━━ WORKING DATA ━━

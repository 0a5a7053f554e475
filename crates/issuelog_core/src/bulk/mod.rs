//! Bulk ingestion and key-value style reads.
//!
//! # Responsibility
//! - Load many rows quickly without a surrounding transaction.
//! - Read whole tables or key lists without going through repository logic.
//!
//! # Invariants
//! - Nothing on this path maintains `links_count` or link edges; keeping them
//!   consistent is the caller's responsibility.

pub mod key_value_repo;
//! Consumer-side reader of one topic.

use super::worker::MessageChannel;
use super::{ensure_topic_exists, Message, TopicError, TopicResult};
use async_trait::async_trait;
use log::{debug, info};
use rusqlite::{params, Connection, OptionalExtension};
use std::time::Duration;
use tokio_util::sync::CancellationToken;

const COMMITTED_OFFSET_SQL: &str = "SELECT committed_offset
FROM topic_consumers
WHERE topic = ?1 AND consumer = ?2;";

const NEXT_MESSAGE_SQL: &str = "SELECT message_offset, seq_no, producer_id, created_at, data
FROM topic_messages
WHERE topic = ?1 AND message_offset > ?2
ORDER BY message_offset
LIMIT 1;";

const COMMIT_SQL: &str = "UPDATE topic_consumers
SET committed_offset = MAX(committed_offset, ?3)
WHERE topic = ?1 AND consumer = ?2;";

/// Reads one topic on behalf of a registered consumer.
///
/// Delivery resumes after the consumer's committed offset. Messages read
/// but not committed are delivered again after `rewind` or by the next
/// reader opened for the same consumer.
pub struct TopicReader {
    conn: Connection,
    topic: String,
    consumer: String,
    poll_interval: Duration,
    committed: i64,
    position: i64,
}

impl TopicReader {
    pub(super) fn open(
        conn: Connection,
        consumer: &str,
        topic: &str,
        poll_interval: Duration,
    ) -> TopicResult<Self> {
        ensure_topic_exists(&conn, topic)?;
        let committed: i64 = conn
            .query_row(COMMITTED_OFFSET_SQL, params![topic, consumer], |row| row.get(0))
            .optional()?
            .ok_or_else(|| TopicError::UnknownConsumer {
                topic: topic.to_string(),
                consumer: consumer.to_string(),
            })?;

        info!(
            "event=reader_open module=topic status=ok topic={} consumer={} committed_offset={}",
            topic, consumer, committed
        );
        Ok(Self {
            conn,
            topic: topic.to_string(),
            consumer: consumer.to_string(),
            poll_interval,
            committed,
            position: committed,
        })
    }

    pub fn topic(&self) -> &str {
        &self.topic
    }

    pub fn consumer(&self) -> &str {
        &self.consumer
    }

    pub fn committed_offset(&self) -> i64 {
        self.committed
    }

    /// Returns the next message past the read position, if one is stored.
    pub fn try_read(&mut self) -> TopicResult<Option<Message>> {
        let message = self
            .conn
            .prepare_cached(NEXT_MESSAGE_SQL)?
            .query_row(params![self.topic, self.position], |row| {
                Ok(Message {
                    topic: self.topic.clone(),
                    offset: row.get("message_offset")?,
                    seq_no: row.get("seq_no")?,
                    producer_id: row.get("producer_id")?,
                    created_at: row.get("created_at")?,
                    data: row.get("data")?,
                })
            })
            .optional()?;

        if let Some(message) = &message {
            self.position = message.offset;
        }
        Ok(message)
    }

    /// Waits until a message is available or `cancel` fires.
    pub async fn read_message(&mut self, cancel: &CancellationToken) -> TopicResult<Message> {
        loop {
            if cancel.is_cancelled() {
                return Err(TopicError::Cancelled);
            }
            if let Some(message) = self.try_read()? {
                return Ok(message);
            }
            tokio::select! {
                _ = cancel.cancelled() => return Err(TopicError::Cancelled),
                _ = tokio::time::sleep(self.poll_interval) => {}
            }
        }
    }

    /// Records `message` as processed. Committing an older offset than the
    /// stored one leaves the stored offset unchanged.
    pub fn commit(&mut self, message: &Message) -> TopicResult<()> {
        self.conn.execute(
            COMMIT_SQL,
            params![self.topic, self.consumer, message.offset],
        )?;
        self.committed = self.committed.max(message.offset);
        debug!(
            "event=reader_commit module=topic status=ok topic={} consumer={} offset={}",
            self.topic, self.consumer, self.committed
        );
        Ok(())
    }

    /// Moves the read position back to the committed offset.
    pub fn rewind(&mut self) {
        self.position = self.committed;
    }

    pub fn close(self) -> TopicResult<()> {
        let Self {
            conn,
            topic,
            consumer,
            ..
        } = self;
        conn.close().map_err(|(_, err)| TopicError::from(err))?;
        info!(
            "event=reader_close module=topic status=ok topic={} consumer={}",
            topic, consumer
        );
        Ok(())
    }
}

#[async_trait]
impl MessageChannel for TopicReader {
    async fn read(&mut self, cancel: &CancellationToken) -> TopicResult<Message> {
        self.read_message(cancel).await
    }

    fn commit(&mut self, message: &Message) -> TopicResult<()> {
        TopicReader::commit(self, message)
    }

    fn rewind(&mut self) {
        TopicReader::rewind(self)
    }

    fn close(self) -> TopicResult<()> {
        TopicReader::close(self)
    }
}
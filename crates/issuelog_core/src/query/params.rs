//! Named statement parameters.
//!
//! Parameters are keyed by their placeholder name including the prefix
//! (`:id`). A script binds, per statement, only the names that statement
//! references. List parameters travel as JSON arrays and are expanded with
//! `json_each(:name)` on the SQL side.

use super::{QueryError, QueryResult};
use rusqlite::types::Value;
use serde::Serialize;
use uuid::Uuid;

/// Ordered set of named parameter values.
#[derive(Debug, Clone, Default, PartialEq)]
pub struct Params {
    values: Vec<(String, Value)>,
}

impl Params {
    pub fn new() -> Self {
        Self::default()
    }

    /// Binds a raw SQLite value, replacing an earlier value of the same name.
    pub fn value(mut self, name: &str, value: Value) -> Self {
        match self.values.iter_mut().find(|(key, _)| key == name) {
            Some((_, slot)) => *slot = value,
            None => self.values.push((name.to_string(), value)),
        }
        self
    }

    pub fn text(self, name: &str, value: impl Into<String>) -> Self {
        self.value(name, Value::Text(value.into()))
    }

    pub fn opt_text(self, name: &str, value: Option<&str>) -> Self {
        let value = value.map_or(Value::Null, |text| Value::Text(text.to_string()));
        self.value(name, value)
    }

    pub fn int(self, name: &str, value: i64) -> Self {
        self.value(name, Value::Integer(value))
    }

    /// Binds a UUID in its canonical hyphenated text form.
    pub fn uuid(self, name: &str, value: Uuid) -> Self {
        self.text(name, value.to_string())
    }

    /// Binds a JSON array of UUIDs, one element per id.
    pub fn uuid_list(self, name: &str, values: &[Uuid]) -> Self {
        let items: Vec<serde_json::Value> = values
            .iter()
            .map(|id| serde_json::Value::String(id.to_string()))
            .collect();
        self.text(name, serde_json::Value::Array(items).to_string())
    }

    /// Binds any serializable value as JSON text.
    ///
    /// # Errors
    /// - `InvalidParameter` when `value` cannot be represented as JSON.
    pub fn json<T: Serialize + ?Sized>(self, name: &str, value: &T) -> QueryResult<Self> {
        let text = serde_json::to_string(value).map_err(|err| QueryError::InvalidParameter {
            name: name.to_string(),
            reason: err.to_string(),
        })?;
        Ok(self.value(name, Value::Text(text)))
    }

    pub fn get(&self, name: &str) -> Option<&Value> {
        self.values
            .iter()
            .find(|(key, _)| key == name)
            .map(|(_, value)| value)
    }

    pub fn is_empty(&self) -> bool {
        self.values.is_empty()
    }
}
//! Key-value repository over issue-shaped tables.
//!
//! `bulk_upsert` runs one cached prepared statement per row in autocommit
//! mode: rows are independent, so a failure part-way leaves the earlier rows
//! stored. Reads run against a snapshot and are ordered by primary key.

use crate::model::issue::{Issue, IssueId, TitleAuthor};
use crate::query::{check_cancelled, execution_error, materialize, Params, Session, TxMode};
use crate::repo::issue_repo::{issue_columns, RepoError, RepoResult};
use log::info;
use once_cell::sync::Lazy;
use regex::Regex;
use rusqlite::params;
use std::time::Instant;

static TABLE_NAME: Lazy<Regex> = Lazy::new(|| {
    Regex::new(r"^[A-Za-z_][A-Za-z0-9_]*$").expect("table name pattern is valid")
});

/// Bulk loader borrowing a session.
pub struct KeyValueRepository<'s> {
    session: &'s Session,
}

impl<'s> KeyValueRepository<'s> {
    pub fn new(session: &'s Session) -> Self {
        Self { session }
    }

    /// Upserts every `(title, author)` pair as a new issue row and returns
    /// the generated ids in input order.
    pub fn bulk_upsert(&self, table: &str, rows: &[TitleAuthor]) -> RepoResult<Vec<IssueId>> {
        let table = validate_table_name(table)?;
        let started_at = Instant::now();

        let mut stmt = self
            .session
            .connection()
            .prepare_cached(&format!(
                "INSERT INTO \"{table}\" (id, title, author, created_at)
                 VALUES (?1, ?2, ?3, ?4)
                 ON CONFLICT (id) DO UPDATE SET
                    title = excluded.title,
                    author = excluded.author,
                    created_at = excluded.created_at;"
            ))
            .map_err(execution_error)?;

        let mut ids = Vec::with_capacity(rows.len());
        for row in rows {
            check_cancelled(self.session.cancellation())?;
            let issue = Issue::new(row.title.as_str(), Some(row.author.clone()));
            stmt.execute(params![
                issue.id.to_string(),
                issue.title,
                issue.author,
                issue.created_at
            ])
            .map_err(execution_error)?;
            ids.push(issue.id);
        }

        info!(
            "event=bulk_upsert module=bulk status=ok table={} rows={} duration_ms={}",
            table,
            ids.len(),
            started_at.elapsed().as_millis()
        );
        Ok(ids)
    }

    /// Reads the whole table from one snapshot, ordered by `id`.
    pub fn read_table(&self, table: &str) -> RepoResult<Vec<Issue>> {
        let table = validate_table_name(table)?;
        let mut issues: Vec<Issue> = Vec::new();
        self.session.query(
            &format!("SELECT {} FROM \"{table}\" ORDER BY id;", issue_columns()),
            &Params::new(),
            TxMode::SnapshotReadOnly,
            |_, row| materialize(&mut issues, row),
        )?;
        Ok(issues)
    }

    /// Point multi-get by primary key, ordered by `id`; unknown keys are skipped.
    pub fn read_rows(&self, table: &str, ids: &[IssueId]) -> RepoResult<Vec<Issue>> {
        let table = validate_table_name(table)?;
        if ids.is_empty() {
            return Ok(Vec::new());
        }

        let mut issues: Vec<Issue> = Vec::new();
        self.session.query(
            &format!(
                "SELECT {}
                 FROM \"{table}\"
                 WHERE id IN (SELECT value FROM json_each(:ids))
                 ORDER BY id;",
                issue_columns()
            ),
            &Params::new().uuid_list(":ids", ids),
            TxMode::SnapshotReadOnly,
            |_, row| materialize(&mut issues, row),
        )?;
        Ok(issues)
    }
}

fn validate_table_name(table: &str) -> RepoResult<&str> {
    if TABLE_NAME.is_match(table) {
        Ok(table)
    } else {
        Err(RepoError::InvalidTableName(table.to_string()))
    }
}

#[cfg(test)]
mod tests {
    use super::validate_table_name;
    use crate::repo::issue_repo::RepoError;

    #[test]
    fn plain_identifiers_are_accepted() {
        assert_eq!(validate_table_name("issues").unwrap(), "issues");
        assert_eq!(validate_table_name("_staging2").unwrap(), "_staging2");
    }

    #[test]
    fn quoting_and_separators_are_rejected() {
        for name in ["", "2issues", "issues; DROP TABLE links", "is\"sues", "main.issues"] {
            assert!(matches!(
                validate_table_name(name),
                Err(RepoError::InvalidTableName(_))
            ));
        }
    }
}
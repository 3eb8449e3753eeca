//! Generation parameters and their normalization into noise constants.

use serde::{Deserialize, Serialize};
use tracing::debug;

/// Default for [`GenerationConfig::frequency_change`].
pub const DEFAULT_FREQUENCY_CHANGE: f64 = 0.3;
/// Default for [`GenerationConfig::border_smoothness`].
pub const DEFAULT_BORDER_SMOOTHNESS: f64 = 0.5;
/// Default for [`GenerationConfig::height_redistribution`].
pub const DEFAULT_HEIGHT_REDISTRIBUTION: f64 = 1.0;
/// Default for [`GenerationConfig::falloff`].
pub const DEFAULT_FALLOFF: f64 = 0.0;

/// Highest lattice frequency reachable from `frequency_change = 1`.
pub const MAX_LATTICE_FREQUENCY: u32 = 32;
/// Highest octave count reachable from `border_smoothness = 0`.
pub const MAX_OCTAVES: u32 = 15;

/// User-facing knobs for one generation run.
///
/// Every bounded field is lenient: NaN, infinite or out-of-range values fall
/// back to the field default during normalization instead of failing.
#[derive(Debug, Clone, Copy, PartialEq, Serialize, Deserialize)]
#[serde(default)]
pub struct GenerationConfig {
    /// Grid width in cells.
    pub width: u32,
    /// Grid height in cells.
    pub height: u32,

    /// How often biome transitions occur across the map (0.0-1.0).
    ///
    /// 0.0 gives a few broad regions, 1.0 the busiest map.
    pub frequency_change: f64,

    /// Softness of biome borders (0.0-1.0).
    ///
    /// 0.0 gives sharp, detailed borders; 1.0 smooth, barely visible ones.
    pub border_smoothness: f64,

    /// Exponent shaping the height distribution (0.5-1.5, 1.0 is neutral).
    ///
    /// Higher values push terrain toward low biomes.
    pub height_redistribution: f64,

    /// Strength of edge attenuation (0.0-0.9, 0.0 disables it).
    pub falloff: f64,

    /// Compress heights toward the middle before redistribution.
    ///
    /// `None` means unset and is treated as enabled.
    pub height_averaging: Option<bool>,
}

impl Default for GenerationConfig {
    fn default() -> Self {
        Self {
            width: 1000,
            height: 1000,
            frequency_change: DEFAULT_FREQUENCY_CHANGE,
            border_smoothness: DEFAULT_BORDER_SMOOTHNESS,
            height_redistribution: DEFAULT_HEIGHT_REDISTRIBUTION,
            falloff: DEFAULT_FALLOFF,
            height_averaging: None,
        }
    }
}

/// Returns `value` if it is finite and inside `[min, max]`, else `default`.
pub fn sanitize(value: f64, default: f64, min: f64, max: f64) -> f64 {
    if value.is_finite() && value >= min && value <= max {
        value
    } else {
        default
    }
}

fn sanitize_field(name: &str, value: f64, default: f64, min: f64, max: f64) -> f64 {
    let sanitized = sanitize(value, default, min, max);
    if sanitized.to_bits() != value.to_bits() {
        debug!(
            field = name,
            value,
            default,
            "config value outside [{}, {}], using default",
            min,
            max
        );
    }
    sanitized
}

impl GenerationConfig {
    /// Creates a config with the given extent and default knobs.
    pub fn with_size(width: u32, height: u32) -> Self {
        Self {
            width,
            height,
            ..Default::default()
        }
    }

    /// Replaces invalid knobs with their defaults and resolves an unset
    /// averaging flag. Idempotent.
    pub fn sanitized(&self) -> Self {
        Self {
            width: self.width,
            height: self.height,
            frequency_change: sanitize_field(
                "frequency_change",
                self.frequency_change,
                DEFAULT_FREQUENCY_CHANGE,
                0.0,
                1.0,
            ),
            border_smoothness: sanitize_field(
                "border_smoothness",
                self.border_smoothness,
                DEFAULT_BORDER_SMOOTHNESS,
                0.0,
                1.0,
            ),
            height_redistribution: sanitize_field(
                "height_redistribution",
                self.height_redistribution,
                DEFAULT_HEIGHT_REDISTRIBUTION,
                0.5,
                1.5,
            ),
            falloff: sanitize_field("falloff", self.falloff, DEFAULT_FALLOFF, 0.0, 0.9),
            height_averaging: Some(self.height_averaging.unwrap_or(true)),
        }
    }

    /// Maps the knobs onto the constants used by the noise evaluator and
    /// height shaper.
    pub fn normalize(&self) -> NormalizedConfig {
        NormalizedConfig::from(self)
    }
}

/// Internal constants derived from a [`GenerationConfig`].
#[derive(Debug, Clone, Copy, PartialEq)]
pub struct NormalizedConfig {
    /// Noise octaves, 1..=15. Smoother borders use fewer octaves.
    pub octave_count: u32,
    /// Lattice cells spanned by the map, 1..=32.
    pub lattice_frequency: u32,
    /// Power applied to every height. Used as configured, so values above
    /// 1.0 lower the terrain.
    pub redistribution_exponent: f64,
    /// Edge attenuation strength, 0.0..=0.9.
    pub falloff_strength: f64,
    pub height_averaging: bool,
}

impl From<&GenerationConfig> for NormalizedConfig {
    fn from(config: &GenerationConfig) -> Self {
        let config = config.sanitized();

        let lattice_frequency = (config.frequency_change * 31.0 + 1.0).round() as u32;
        let octave_count = ((1.0 - config.border_smoothness) * 14.0 + 1.0).round() as u32;

        Self {
            octave_count,
            lattice_frequency,
            redistribution_exponent: config.height_redistribution,
            falloff_strength: config.falloff,
            height_averaging: config.height_averaging.unwrap_or(true),
        }
    }
}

━━━

* PROBLEM TO SOLVE *
Starting from the top of the records and ending at the line that contains "offset. Messages read", repeat each line exactly and return only those lines.

* EXERCISE RESULT *
repository 0a5a7053f554e475
filename crates/issuelog_core/src/bulk/mod.rs
//! Bulk ingestion and key-value style reads.
//!
//! # Responsibility
//! - Load many rows quickly without a surrounding transaction.
//! - Read whole tables or key lists without going through repository logic.
//!
//! # Invariants
//! - Nothing on this path maintains `links_count` or link edges; keeping them
//!   consistent is the caller's responsibility.

pub mod key_value_repo;
//! Consumer-side reader of one topic.

use super::worker::MessageChannel;
use super::{ensure_topic_exists, Message, TopicError, TopicResult};
use async_trait::async_trait;
use log::{debug, info};
use rusqlite::{params, Connection, OptionalExtension};
use std::time::Duration;
use tokio_util::sync::CancellationToken;

const COMMITTED_OFFSET_SQL: &str = "SELECT committed_offset
FROM topic_consumers
WHERE topic = ?1 AND consumer = ?2;";

const NEXT_MESSAGE_SQL: &str = "SELECT message_offset, seq_no, producer_id, created_at, data
FROM topic_messages
WHERE topic = ?1 AND message_offset > ?2
ORDER BY message_offset
LIMIT 1;";

const COMMIT_SQL: &str = "UPDATE topic_consumers
SET committed_offset = MAX(committed_offset, ?3)
WHERE topic = ?1 AND consumer = ?2;";

/// Reads one topic on behalf of a registered consumer.
///
/// Delivery resumes after the consumer's committed offset. Messages read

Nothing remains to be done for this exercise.